Ce qui m’impressionne chez Zep, ce sont ses pouvoirs polymorphiques. L’artiste peut aisément passer de la légèreté et la franche rigolade d’un Titeuf à une œuvre grave et splendide telle qu’il nous offre dans Un bruit étrange et beau (Rue de Sèvre). Immédiatement en ouvrant ce nouvel album, nous sommes frappés par la douceur des couleurs et le dessin bichrome. On se laisse envelopper dès les premières pages par l’histoire singulière de Don Marcus, chartreux cloitré depuis 25 ans dans un monastère âgé de plus de 1000 ans lové au cœur des Alpes. Se posant en narrateur, le moine nous explique son quotidien réglé comme du papier musique. Passant la majorité de son temps dans sa petite cellule, le père Marcus sort en de rares exceptions pour les trois offices quotidiens, pour le repas communautaire dominical et pour la promenade hebdomadaire avec les frères dans la montagne où il est permis de parler.
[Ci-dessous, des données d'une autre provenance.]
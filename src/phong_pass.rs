//! Phong-lit mesh rendering pass with depth testing.
//!
//! [`PhongPass`] owns the pipeline, a single uniform buffer (group 0) and the
//! depth buffer. [`GpuMesh`] holds the sphere's vertex and index buffers after
//! upload. Each frame the app packs [`PhongUniforms`] from the scene state and
//! calls [`PhongPass::render`].
//!
//! # Pipeline Configuration
//!
//! - Back-face culling with clockwise front faces, matching the winding of
//!   [`Mesh::sphere`]
//! - Depth write with `Less` comparison on a `Depth32Float` buffer
//! - Opaque output (no blending)

use crate::gpu::GpuContext;
use crate::mesh::{Mesh, Vertex3d};
use crate::scene::{FrameMatrices, SceneState};
use wgpu::util::DeviceExt;

const DEPTH_FORMAT: wgpu::TextureFormat = wgpu::TextureFormat::Depth32Float;

/// wgpu layout for [`Vertex3d`]: position at location 0, normal at location 1.
pub const VERTEX_LAYOUT: wgpu::VertexBufferLayout<'static> = wgpu::VertexBufferLayout {
    array_stride: std::mem::size_of::<Vertex3d>() as u64,
    step_mode: wgpu::VertexStepMode::Vertex,
    attributes: &[
        // position
        wgpu::VertexAttribute {
            offset: 0,
            shader_location: 0,
            format: wgpu::VertexFormat::Float32x3,
        },
        // normal
        wgpu::VertexAttribute {
            offset: 12,
            shader_location: 1,
            format: wgpu::VertexFormat::Float32x3,
        },
    ],
};

/// Uniform block shared by both shader stages.
///
/// Field order and padding follow WGSL uniform layout rules: each `vec3`
/// occupies 16 bytes, and the scalar after it fills the last 4.
#[repr(C)]
#[derive(Copy, Clone, Debug, bytemuck::Pod, bytemuck::Zeroable)]
pub struct PhongUniforms {
    pub model: [f32; 16],
    pub view: [f32; 16],
    pub projection: [f32; 16],
    pub normal_matrix: [f32; 16],
    pub light_pos: [f32; 3],
    pub material_id: i32,
    pub view_pos: [f32; 3],
    pub _pad0: f32,
    pub light_color: [f32; 3],
    pub _pad1: f32,
    pub ambient: [f32; 3],
    pub _pad2: f32,
    pub diffuse: [f32; 3],
    pub _pad3: f32,
    pub specular: [f32; 3],
    pub shininess: f32,
}

impl PhongUniforms {
    /// Packs this frame's matrices together with the light, camera and material.
    pub fn new(matrices: &FrameMatrices, scene: &SceneState) -> Self {
        let material = scene.material.material();
        Self {
            model: matrices.model,
            view: matrices.view,
            projection: matrices.projection,
            normal_matrix: matrices.normal_matrix,
            light_pos: scene.light.position.to_array(),
            material_id: scene.material.id(),
            view_pos: scene.eye().to_array(),
            _pad0: 0.0,
            light_color: scene.light.color.to_array(),
            _pad1: 0.0,
            ambient: material.ambient,
            _pad2: 0.0,
            diffuse: material.diffuse,
            _pad3: 0.0,
            specular: material.specular,
            shininess: material.shininess,
        }
    }
}

/// Sphere geometry resident on the GPU.
#[derive(Debug)]
pub struct GpuMesh {
    pub(crate) vertex_buffer: wgpu::Buffer,
    pub(crate) index_buffer: wgpu::Buffer,
    pub(crate) index_count: u32,
}

impl GpuMesh {
    /// Uploads `mesh` into static vertex and index buffers.
    pub fn new(gpu: &GpuContext, mesh: &Mesh) -> Self {
        let vertex_buffer = gpu
            .device
            .create_buffer_init(&wgpu::util::BufferInitDescriptor {
                label: Some("Sphere Vertex Buffer"),
                contents: mesh.vertex_bytes(),
                usage: wgpu::BufferUsages::VERTEX,
            });

        let index_buffer = gpu
            .device
            .create_buffer_init(&wgpu::util::BufferInitDescriptor {
                label: Some("Sphere Index Buffer"),
                contents: mesh.index_bytes(),
                usage: wgpu::BufferUsages::INDEX,
            });

        Self {
            vertex_buffer,
            index_buffer,
            index_count: mesh.index_count(),
        }
    }

    pub fn index_count(&self) -> u32 {
        self.index_count
    }
}

/// Renders a [`GpuMesh`] with the Phong shader.
pub struct PhongPass {
    pipeline: wgpu::RenderPipeline,
    uniform_buffer: wgpu::Buffer,
    uniform_bind_group: wgpu::BindGroup,
    /// View into the depth texture for render pass attachment.
    pub(crate) depth_view: wgpu::TextureView,
    depth_size: (u32, u32),
}

impl PhongPass {
    pub fn new(gpu: &GpuContext) -> Self {
        let device = &gpu.device;

        let shader = device.create_shader_module(wgpu::ShaderModuleDescriptor {
            label: Some("Phong Shader"),
            source: wgpu::ShaderSource::Wgsl(include_str!("shaders/phong.wgsl").into()),
        });

        let uniform_buffer = device.create_buffer(&wgpu::BufferDescriptor {
            label: Some("Phong Uniforms"),
            size: std::mem::size_of::<PhongUniforms>() as u64,
            usage: wgpu::BufferUsages::UNIFORM | wgpu::BufferUsages::COPY_DST,
            mapped_at_creation: false,
        });

        let uniform_bind_group_layout =
            device.create_bind_group_layout(&wgpu::BindGroupLayoutDescriptor {
                label: Some("Phong Bind Group Layout"),
                entries: &[wgpu::BindGroupLayoutEntry {
                    binding: 0,
                    visibility: wgpu::ShaderStages::VERTEX | wgpu::ShaderStages::FRAGMENT,
                    ty: wgpu::BindingType::Buffer {
                        ty: wgpu::BufferBindingType::Uniform,
                        has_dynamic_offset: false,
                        min_binding_size: None,
                    },
                    count: None,
                }],
            });

        let uniform_bind_group = device.create_bind_group(&wgpu::BindGroupDescriptor {
            label: Some("Phong Bind Group"),
            layout: &uniform_bind_group_layout,
            entries: &[wgpu::BindGroupEntry {
                binding: 0,
                resource: uniform_buffer.as_entire_binding(),
            }],
        });

        let pipeline_layout = device.create_pipeline_layout(&wgpu::PipelineLayoutDescriptor {
            label: Some("Phong Pipeline Layout"),
            bind_group_layouts: &[&uniform_bind_group_layout],
            push_constant_ranges: &[],
        });

        let pipeline = device.create_render_pipeline(&wgpu::RenderPipelineDescriptor {
            label: Some("Phong Pipeline"),
            layout: Some(&pipeline_layout),
            vertex: wgpu::VertexState {
                module: &shader,
                entry_point: Some("vs"),
                buffers: &[VERTEX_LAYOUT],
                compilation_options: Default::default(),
            },
            fragment: Some(wgpu::FragmentState {
                module: &shader,
                entry_point: Some("fs"),
                targets: &[Some(wgpu::ColorTargetState {
                    format: gpu.config.format,
                    blend: Some(wgpu::BlendState::REPLACE),
                    write_mask: wgpu::ColorWrites::ALL,
                })],
                compilation_options: Default::default(),
            }),
            primitive: wgpu::PrimitiveState {
                topology: wgpu::PrimitiveTopology::TriangleList,
                cull_mode: Some(wgpu::Face::Back),
                front_face: wgpu::FrontFace::Cw,
                ..Default::default()
            },
            depth_stencil: Some(wgpu::DepthStencilState {
                format: DEPTH_FORMAT,
                depth_write_enabled: true,
                depth_compare: wgpu::CompareFunction::Less,
                stencil: wgpu::StencilState::default(),
                bias: wgpu::DepthBiasState::default(),
            }),
            multisample: wgpu::MultisampleState::default(),
            multiview: None,
            cache: None,
        });

        Self {
            pipeline,
            uniform_buffer,
            uniform_bind_group,
            depth_view: Self::create_depth_view(gpu),
            depth_size: (gpu.width(), gpu.height()),
        }
    }

    fn create_depth_view(gpu: &GpuContext) -> wgpu::TextureView {
        let texture = gpu.device.create_texture(&wgpu::TextureDescriptor {
            label: Some("Depth Texture"),
            size: wgpu::Extent3d {
                width: gpu.width(),
                height: gpu.height(),
                depth_or_array_layers: 1,
            },
            mip_level_count: 1,
            sample_count: 1,
            dimension: wgpu::TextureDimension::D2,
            format: DEPTH_FORMAT,
            usage: wgpu::TextureUsages::RENDER_ATTACHMENT,
            view_formats: &[],
        });
        texture.create_view(&wgpu::TextureViewDescriptor::default())
    }

    /// Recreates the depth buffer if the surface size changed.
    pub fn ensure_depth_size(&mut self, gpu: &GpuContext) {
        if self.depth_size != (gpu.width(), gpu.height()) {
            self.depth_view = Self::create_depth_view(gpu);
            self.depth_size = (gpu.width(), gpu.height());
        }
    }

    pub fn depth_view(&self) -> &wgpu::TextureView {
        &self.depth_view
    }

    /// Uploads `uniforms` and draws `mesh`.
    ///
    /// `render_pass` must have this pass's depth view attached.
    pub fn render(
        &self,
        gpu: &GpuContext,
        render_pass: &mut wgpu::RenderPass,
        mesh: &GpuMesh,
        uniforms: &PhongUniforms,
    ) {
        gpu.queue.write_buffer(
            &self.uniform_buffer,
            0,
            bytemuck::cast_slice(std::slice::from_ref(uniforms)),
        );

        render_pass.set_pipeline(&self.pipeline);
        render_pass.set_bind_group(0, &self.uniform_bind_group, &[]);
        render_pass.set_vertex_buffer(0, mesh.vertex_buffer.slice(..));
        render_pass.set_index_buffer(mesh.index_buffer.slice(..), wgpu::IndexFormat::Uint32);
        render_pass.draw_indexed(0..mesh.index_count, 0, 0..1);
    }
}
//! Procedural UV-sphere geometry.
//!
//! This module produces the CPU-side buffers the renderer uploads once at
//! startup:
//!
//! - [`Mesh`]: an interleaved `f32` vertex buffer (position + normal) and a
//!   `u32` triangle-list index buffer
//! - [`Vertex3d`]: a typed, `Pod` view of one interleaved vertex
//!
//! Generation is pure: no GPU, no I/O, and identical parameters always give
//! bit-identical buffers.
//!
//! # Example
//!
//! ```
//! use phong_sphere::Mesh;
//!
//! let sphere = Mesh::sphere(1.0, 32, 32).unwrap();
//! assert_eq!(sphere.vertex_count(), 33 * 33);
//! assert_eq!(sphere.index_count(), 6 * 32 * 32);
//! ```
//!
//! # Vertex Layout
//!
//! Each vertex occupies 6 floats (24 bytes):
//!
//! | Attribute | Floats  | Byte offset |
//! |-----------|---------|-------------|
//! | position  | 0..3    | 0           |
//! | normal    | 3..6    | 12          |
//!
//! Vertex `(lat, lon)` starts at float `(lat * (lon_segments + 1) + lon) * 6`.

use crate::error::{Error, Result};
use std::f32::consts::PI;

/// Number of `f32` values per interleaved vertex.
pub const FLOATS_PER_VERTEX: usize = 6;

/// One interleaved vertex: position followed by a unit normal.
///
/// The layout matches a 6-float stride of [`Mesh::vertices`], so a vertex
/// buffer can be reinterpreted as `&[Vertex3d]` with [`bytemuck`].
#[repr(C)]
#[derive(Copy, Clone, Debug, PartialEq, bytemuck::Pod, bytemuck::Zeroable)]
pub struct Vertex3d {
    /// Position in model space.
    pub position: [f32; 3],
    /// Unit surface normal.
    pub normal: [f32; 3],
}

/// Triangulated sphere geometry.
///
/// Holds exactly `(lat + 1) * (lon + 1)` vertices and `6 * lat * lon`
/// indices. The first and last longitude columns share positions (the seam),
/// and every vertex of the first and last latitude rows sits on a pole. These
/// duplicates keep the index scheme a plain grid with no wrap-around.
///
/// # Winding Order
///
/// Each quad emits `(current, next, current + 1)` then
/// `(current + 1, next, next + 1)`. With azimuth sweeping from +X toward +Z
/// this orders every triangle clockwise when viewed from outside in a
/// right-handed, Y-up frame. Pipelines that cull must declare
/// `FrontFace::Cw` to keep the outer surface.
#[derive(Clone, Debug, PartialEq)]
pub struct Mesh {
    vertices: Vec<f32>,
    indices: Vec<u32>,
    latitude_segments: u32,
    longitude_segments: u32,
}

impl Mesh {
    /// Generates a UV sphere centered at the origin.
    ///
    /// # Arguments
    ///
    /// * `radius` - Sphere radius; scales positions only, normals stay unit length
    /// * `latitude_segments` - Divisions from the north pole (+Y) to the south pole (-Y)
    /// * `longitude_segments` - Divisions around the Y axis
    ///
    /// # Errors
    ///
    /// Returns [`Error::InvalidParameter`] if either segment count is zero,
    /// if the vertex or index count would not fit in a `u32`, or if `radius`
    /// is not a finite positive number.
    ///
    /// # Recommended Values
    ///
    /// | Quality | Latitude | Longitude |
    /// |---------|----------|-----------|
    /// | Low     | 8        | 16        |
    /// | Medium  | 32       | 32        |
    /// | High    | 64       | 64        |
    pub fn sphere(radius: f32, latitude_segments: u32, longitude_segments: u32) -> Result<Self> {
        if !radius.is_finite() || radius <= 0.0 {
            return Err(Error::invalid(
                "radius",
                format!("must be a finite positive number, got {radius}"),
            ));
        }
        if latitude_segments == 0 {
            return Err(Error::invalid("latitude_segments", "must be at least 1, got 0"));
        }
        if longitude_segments == 0 {
            return Err(Error::invalid("longitude_segments", "must be at least 1, got 0"));
        }

        // Vertex ids and the draw count are both u32.
        let row_count = u64::from(latitude_segments) + 1;
        let column_count = u64::from(longitude_segments) + 1;
        let fits_u32 = |n: Option<u64>| n.is_some_and(|n| n <= u64::from(u32::MAX));
        let index_total = 6u64
            .checked_mul(u64::from(latitude_segments))
            .and_then(|n| n.checked_mul(u64::from(longitude_segments)));
        if !fits_u32(row_count.checked_mul(column_count)) || !fits_u32(index_total) {
            return Err(Error::invalid(
                "segments",
                format!(
                    "{latitude_segments}x{longitude_segments} does not fit 32-bit vertex indices"
                ),
            ));
        }

        let columns = longitude_segments + 1;
        let vertex_count = (latitude_segments as usize + 1) * columns as usize;
        let mut vertices = Vec::with_capacity(vertex_count * FLOATS_PER_VERTEX);

        for lat in 0..=latitude_segments {
            let theta = lat as f32 * PI / latitude_segments as f32;
            let (sin_theta, cos_theta) = theta.sin_cos();

            for lon in 0..=longitude_segments {
                let phi = lon as f32 * 2.0 * PI / longitude_segments as f32;
                let (sin_phi, cos_phi) = phi.sin_cos();

                let x = cos_phi * sin_theta;
                let y = cos_theta;
                let z = sin_phi * sin_theta;

                vertices.extend_from_slice(&[radius * x, radius * y, radius * z, x, y, z]);
            }
        }

        let mut indices = Vec::with_capacity(6 * latitude_segments as usize * longitude_segments as usize);

        for lat in 0..latitude_segments {
            for lon in 0..longitude_segments {
                let current = lat * columns + lon;
                let next = current + columns;

                indices.extend_from_slice(&[current, next, current + 1]);
                indices.extend_from_slice(&[current + 1, next, next + 1]);
            }
        }

        Ok(Self {
            vertices,
            indices,
            latitude_segments,
            longitude_segments,
        })
    }

    /// Interleaved vertex data, 6 floats per vertex.
    pub fn vertices(&self) -> &[f32] {
        &self.vertices
    }

    /// Triangle-list indices into [`vertices`](Self::vertices).
    pub fn indices(&self) -> &[u32] {
        &self.indices
    }

    /// Typed view over the vertex buffer.
    pub fn as_vertices(&self) -> &[Vertex3d] {
        bytemuck::cast_slice(&self.vertices)
    }

    /// Raw vertex bytes for GPU upload.
    pub fn vertex_bytes(&self) -> &[u8] {
        bytemuck::cast_slice(&self.vertices)
    }

    /// Raw index bytes for GPU upload.
    pub fn index_bytes(&self) -> &[u8] {
        bytemuck::cast_slice(&self.indices)
    }

    pub fn vertex_count(&self) -> usize {
        self.vertices.len() / FLOATS_PER_VERTEX
    }

    /// Number of indices, i.e. the element count of the indexed draw call.
    pub fn index_count(&self) -> u32 {
        self.indices.len() as u32
    }

    pub fn triangle_count(&self) -> usize {
        self.indices.len() / 3
    }

    pub fn latitude_segments(&self) -> u32 {
        self.latitude_segments
    }

    pub fn longitude_segments(&self) -> u32 {
        self.longitude_segments
    }

    /// Position of vertex `index`, or `None` if out of range.
    pub fn position(&self, index: usize) -> Option<[f32; 3]> {
        self.as_vertices().get(index).map(|v| v.position)
    }

    /// Normal of vertex `index`, or `None` if out of range.
    pub fn normal(&self, index: usize) -> Option<[f32; 3]> {
        self.as_vertices().get(index).map(|v| v.normal)
    }

    /// Index of the vertex at grid cell `(lat, lon)`.
    pub fn grid_index(&self, lat: u32, lon: u32) -> usize {
        (lat * (self.longitude_segments + 1) + lon) as usize
    }
}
Autrement, la prière, le silence, la méditation et la réflexion sont ses seuls compagnons. Alors que la plupart d’entre nous sombreraient dans la folie dans un tel régime, Don Marcus y trouve une plénitude et un bonheur intense.

Étant complètement coupée du monde depuis un quart de siècle, la vie de Don Marcus sera bouleversée lorsque le père supérieur lui apprendra que sa richissime tante est décédée et que le moine devra se rendre à Paris pour assister à la lecture du testament. Voulant se défiler, Marcus comprendra vite qu’il n’a pas le choix. L’héritage parait intéressant et le toit de l’aile sud de l’abbaye est dans un piètre état. Il devra donc pour la première fois depuis 25 ans sortir de son univers et se confronter au monde ambiant, à sa famille qui n’a jamais compris son choix et surtout, à son identité passée. Ce périple sera pour lui une profession de foi dans cette société moderne en perte de repère.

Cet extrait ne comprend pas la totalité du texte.